- WHAT IS BEING ASKED -
From the line containing "a random grid" down to the last line of the material, return those lines verbatim and only those.

- LISTED RECORDS -
-- Opening Marker --
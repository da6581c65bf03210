//! Tests for command-line interface parsing and artwork processing

#[cfg(test)]
mod tests {
    use clap::Parser;
    use std::path::{Path, PathBuf};
    use subdivart::AlgorithmError;
    use subdivart::io::cli::{ArtProcessor, Cli, PaletteKind};
    use subdivart::io::configuration::{
        DEFAULT_HEIGHT, DEFAULT_ITERATIONS, DEFAULT_OUTPUT, DEFAULT_SEED, DEFAULT_WIDTH,
    };
    use subdivart::io::image::RenderMode;
    use subdivart::io::palette::Colormap;
    use tempfile::TempDir;

    fn quiet_cli(output: &Path, extra: &[&str]) -> Cli {
        let mut args = vec![
            "subdivart".to_string(),
            "--quiet".to_string(),
            "--output".to_string(),
            output.to_string_lossy().into_owned(),
        ];
        args.extend(extra.iter().map(ToString::to_string));
        Cli::parse_from(args)
    }

    // Tests CLI parsing with no arguments
    // Verified by changing default values to ensure defaults are used
    #[test]
    fn test_cli_parse_defaults() {
        let cli = Cli::parse_from(["subdivart"]);

        assert_eq!(cli.width, DEFAULT_WIDTH);
        assert_eq!(cli.height, DEFAULT_HEIGHT);
        assert_eq!(cli.iterations, DEFAULT_ITERATIONS);
        assert_eq!(cli.seed, DEFAULT_SEED);
        assert_eq!(cli.output, PathBuf::from(DEFAULT_OUTPUT));
        assert_eq!(cli.palette, PaletteKind::Gradient);
        assert_eq!(cli.colormap, Colormap::Viridis);
        assert_eq!(cli.render, RenderMode::Fill);
        assert!(!cli.quiet);
        assert!(!cli.visualize);
        assert_eq!(cli.verbose, 0);
    }

    // Tests short flags and enum values
    // Verified by changing short flag definitions
    #[test]
    fn test_cli_short_flags() {
        let cli = Cli::parse_from([
            "subdivart", "-w", "300", "-H", "200", "-i", "12", "-s", "5", "-p", "noisy", "-c",
            "magma", "-r", "mosaic", "-vv",
        ]);

        assert_eq!(cli.width, 300);
        assert_eq!(cli.height, 200);
        assert_eq!(cli.iterations, 12);
        assert_eq!(cli.seed, 5);
        assert_eq!(cli.palette, PaletteKind::Noisy);
        assert_eq!(cli.colormap, Colormap::Magma);
        assert_eq!(cli.render, RenderMode::Mosaic);
        assert_eq!(cli.verbose, 2);
    }

    // Tests negative values reach validation instead of failing to parse
    #[test]
    fn test_cli_accepts_negative_numbers() {
        let cli = Cli::parse_from(["subdivart", "--width", "-10", "--iterations", "-1"]);

        assert_eq!(cli.width, -10);
        assert_eq!(cli.iterations, -1);
    }

    #[test]
    fn test_should_show_progress() {
        assert!(Cli::parse_from(["subdivart"]).should_show_progress());
        assert!(!Cli::parse_from(["subdivart", "-q"]).should_show_progress());
    }

    // Tests the outline flag is inverted into render options
    #[test]
    fn test_render_options_outline() {
        let options = Cli::parse_from(["subdivart", "--no-outline", "--scale", "3"]).render_options();

        assert!(!options.outline);
        assert_eq!(options.scale, 3);
    }

    // Tests a full run writes a PNG of the canvas size
    // Verified by skipping the export step
    #[test]
    fn test_process_writes_png() {
        let temp_dir = TempDir::new().unwrap();
        let output = temp_dir.path().join("nested").join("art.png");
        let cli = quiet_cli(&output, &["-w", "40", "-H", "30", "-i", "15"]);

        let written = ArtProcessor::new(cli).process().unwrap();

        assert_eq!(written, output);
        let img = image::open(&output).unwrap();
        assert_eq!((img.width(), img.height()), (40, 30));
    }

    // Tests the visualization GIF is written beside the PNG
    #[test]
    fn test_process_writes_visualization() {
        let temp_dir = TempDir::new().unwrap();
        let output = temp_dir.path().join("art.png");
        let cli = quiet_cli(
            &output,
            &["-w", "20", "-H", "20", "-i", "5", "--visualize", "-p", "noisy"],
        );

        ArtProcessor::new(cli).process().unwrap();

        assert!(output.exists());
        assert!(temp_dir.path().join("art_visualization.gif").exists());
    }

    // Tests invalid input fails without writing output
    // Verified by clamping negative dimensions
    #[test]
    fn test_process_rejects_invalid_canvas() {
        let temp_dir = TempDir::new().unwrap();
        let output = temp_dir.path().join("art.png");
        let cli = quiet_cli(&output, &["-w", "-5"]);

        let result = ArtProcessor::new(cli).process();

        assert!(matches!(
            result,
            Err(AlgorithmError::InvalidDimension {
                parameter: "width",
                value: -5
            })
        ));
        assert!(!output.exists());
    }

    #[test]
    fn test_process_rejects_too_many_iterations() {
        let temp_dir = TempDir::new().unwrap();
        let output = temp_dir.path().join("art.png");
        let cli = quiet_cli(&output, &["-w", "2", "-H", "2", "-i", "4"]);

        assert!(matches!(
            ArtProcessor::new(cli).process(),
            Err(AlgorithmError::InvalidIterationCount { value: 4, .. })
        ));
        assert!(!output.exists());
    }

    // Tests visualization path generation from the output stem
    // Verified by changing the suffix format
    #[test]
    fn test_get_visualization_path() {
        assert_eq!(
            ArtProcessor::get_visualization_path(Path::new("out/art.png")),
            PathBuf::from("out/art_visualization.gif")
        );
        assert_eq!(
            ArtProcessor::get_visualization_path(Path::new("art.png")),
            PathBuf::from("art_visualization.gif")
        );
    }
}
//! Abstract art by area-weighted recursive rectangle subdivision
//!
//! A canvas starts as one rectangle. Each iteration picks a rectangle with
//! probability proportional to its area and splits it in two at a random grid
//! line, so the result always tiles the canvas exactly. The finished tiling is
//! then colored from a palette and rendered to PNG.

#![forbid(unsafe_code)]

/// Subdivision engine: selection, splitting and the iteration loop
pub mod algorithm;
/// Input/output operations and error handling
pub mod io;
/// Mathematical utilities for color interpolation
pub mod math;
/// Rectangle and tiling geometry
pub mod spatial;

pub use io::error::{AlgorithmError, Result};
-- Closing Marker --
- YOUR RESPONSE -
//! probability proportional to its area and splits it in two at a random grid
//! line, so the result always tiles the canvas exactly. The finished tiling is
//! then colored from a palette and rendered to PNG.

#![forbid(unsafe_code)]

/// Subdivision engine: selection, splitting and the iteration loop
pub mod algorithm;
/// Input/output operations and error handling
pub mod io;
/// Mathematical utilities for color interpolation
pub mod math;
/// Rectangle and tiling geometry
pub mod spatial;

pub use io::error::{AlgorithmError, Result};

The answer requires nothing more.